Effectiveness of calcium channel blockade for organophosphorus and carbamate pesticide poisoning – study protocol for an open label, pragmatic, 3-arm RCT repurposing two widely available medicines

The protocol for the CCBOC study. This large-scale clinical trial in Bangladesh is exploring the effectiveness of calcium channel blocking medicines (CCB) for patients with organophosphorus or carbamate poisoning.

Authors: Fazle Rabbi Chowdhurya, Suvodip Shaw, Abdullah Abu Sayeed, Soumitra Roy, Abu Shahin Mohammad Mahbubur Rahman, Nahida Zafrin, Pritish Tarafder, Muhammad Halimur Rashid, Aniruddha Ghose, Shishir Ranjan Chakraborty, Muhammad Khalilur Rahman, Muhammad Sayedur Rahman, Richard Parker, Muhammad Mahib Ullah, Zakir Hassan,Abdullah Al Mamun Sohag, Muhammad Robed Amin, Muhammad Shafiqul Bari, John Norrie, M. A. Faiz & Michael Eddleston

Published in: Toxicology Communications


Pesticide self-poisoning is one of the three most important global means of suicide, killing an estimated 110–168,000 people each year, mostly in poor rural Asian communities. Organophosphorus (OP) and carbamate anticholinesterase insecticides are responsible for about two-thirds of these deaths.

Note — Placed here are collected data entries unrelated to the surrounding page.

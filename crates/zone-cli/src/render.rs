//! Text rendering of reports and outcomes

use fczone_apply::{BatchOutcome, CommitDecision, RestoreOutcome, TargetResult, TargetStatus};
use fczone_core::{CrossReferenceIndex, DefinedConfiguration};
use fczone_validate::{CheckOutcome, ValidationReport, Verdict};

fn section(lines: &mut Vec<String>, title: &str, items: &[String]) {
    lines.push(format!("{}:", title));
    if items.is_empty() {
        lines.push("    (none)".to_string());
    }
    for item in items {
        lines.push(format!("    {}", item));
    }
}

/// Check results, ambiguity warnings and the verdict
pub fn render_checks(report: &ValidationReport) -> String {
    let mut lines = Vec::new();

    for check in &report.checks {
        match &check.outcome {
            CheckOutcome::Passed => lines.push(format!("✓ {}", check.kind.description())),
            CheckOutcome::Failed { offenders } => {
                lines.push(format!("✗ {}", check.kind.description()));
                for offender in offenders {
                    lines.push(format!(
                        "    {} {}",
                        offender,
                        check.kind.failure_message()
                    ));
                }
            }
        }
    }
    if let Some(kind) = report.aborted_at {
        lines.push(format!(
            "Stopped after '{}'; remaining checks not run",
            kind.description()
        ));
    }

    for t in &report.ambiguous {
        lines.push(format!(
            "Warning: WWN {} is referenced by more than one alias: {}",
            t.wwn,
            t.aliases.join(", ")
        ));
    }

    match report.verdict {
        Verdict::Accepted { .. } => lines.push("Result: ACCEPTED".to_string()),
        Verdict::Rejected => lines.push(format!(
            "Result: REJECTED ({} problem(s))",
            report.problems()
        )),
    }
    lines.join("\n")
}

/// Full safety check report: listings, checks, and on acceptance the WWN to
/// alias translation and the aliases to delete
pub fn render_report(report: &ValidationReport) -> String {
    let mut lines = Vec::new();
    section(&mut lines, "Active zones", &report.active_zones);
    section(&mut lines, "Zones to delete", &report.zones_to_delete);
    section(&mut lines, "Active WWNs", &report.active_wwns);
    section(&mut lines, "WWNs to delete", &report.wwns_to_delete);
    lines.push(String::new());
    lines.push(render_checks(report));

    if let Verdict::Accepted { aliases } = &report.verdict {
        lines.push(String::new());
        lines.push("WWN to alias:".to_string());
        for t in &report.translations {
            lines.push(format!("    {} -> {}", t.wwn, t.aliases.join(", ")));
        }
        section(&mut lines, "Aliases to delete", aliases);
    }
    lines.join("\n")
}

/// Every zone member reference with its sorted memberships
pub fn render_xref(index: &CrossReferenceIndex) -> String {
    index
        .sorted_memberships()
        .into_iter()
        .map(|(reference, memberships)| {
            let tags: Vec<String> = memberships.iter().map(ToString::to_string).collect();
            format!("{}: {}", reference, tags.join(" "))
        })
        .collect::<Vec<_>>()
        .join("\n")
}

/// Member counts per zone, sorted by zone name
pub fn render_member_counts(defined: &DefinedConfiguration) -> String {
    let mut zones: Vec<_> = defined.zones.values().collect();
    zones.sort_by(|a, b| a.name.cmp(&b.name));

    zones
        .into_iter()
        .map(|zone| {
            let counts = zone.member_counts();
            format!(
                "{} ({}): member={} principal={} non-principal={}",
                zone.name, zone.zone_type, counts.member, counts.principal, counts.non_principal
            )
        })
        .collect::<Vec<_>>()
        .join("\n")
}

fn render_target(target: &TargetResult) -> String {
    let object = match target.kind {
        Some(kind) => format!("{} {}", kind, target.name),
        None => target.name.clone(),
    };
    match &target.status {
        TargetStatus::Deleted => format!("✓ Deleted {}", object),
        TargetStatus::AlreadyAbsent => format!("- {} already absent", object),
        TargetStatus::NotFound => format!("- {} not found in defined configuration, skipped", object),
        TargetStatus::Failed { message } => format!("✗ Failed to delete {}: {}", object, message),
    }
}

fn render_commit(commit: &CommitDecision) -> String {
    match commit {
        CommitDecision::Committed { checksum } => {
            format!("✓ Changes committed (checksum {})", checksum)
        }
        CommitDecision::Discarded => "Changes discarded, nothing committed".to_string(),
        CommitDecision::NotAttempted => "No commit performed".to_string(),
    }
}

pub fn render_batch(outcome: &BatchOutcome) -> String {
    let mut lines: Vec<String> = outcome.targets.iter().map(render_target).collect();
    lines.push(render_commit(&outcome.commit));
    lines.join("\n")
}

pub fn render_restore(outcome: &RestoreOutcome) -> String {
    let previous = match outcome.replaced {
        TargetStatus::Deleted => "replaced existing object",
        _ => "object was absent",
    };
    [
        format!(
            "✓ Restored {} {} ({})",
            outcome.plan.kind, outcome.plan.name, previous
        ),
        render_commit(&outcome.commit),
    ]
    .join("\n")
}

Calcium channel blocking medicines (CCB) may reduce the effect of pesticides and prevent deaths. Two preclinical rodents’ studies and eight clinical studies utilising nimodipine and magnesium sulphate (MgSO4), respectively, showed mixed results.

We have established a multi-centre randomised controlled trial (RCT) of patients with OP or carbamate self-poisoning admitted to at least six major hospitals in Bangladesh. The study aims to recruit maximum 3,243 patients over four years. One-third of the patients selected at random will receive standard treatment, while one-third will be treated with additional nimodipine and one-third with additional MgSO4. The additional treatments will be given for 48 h. We will check mortality (currently an estimated 11% die with standard treatment) and need for intensive care for mechanical ventilation across the three groups.

This could lead to development of the first novel treatment for anticholinesterase poisoning in 50 years and its introduction into routine hospital practice worldwide.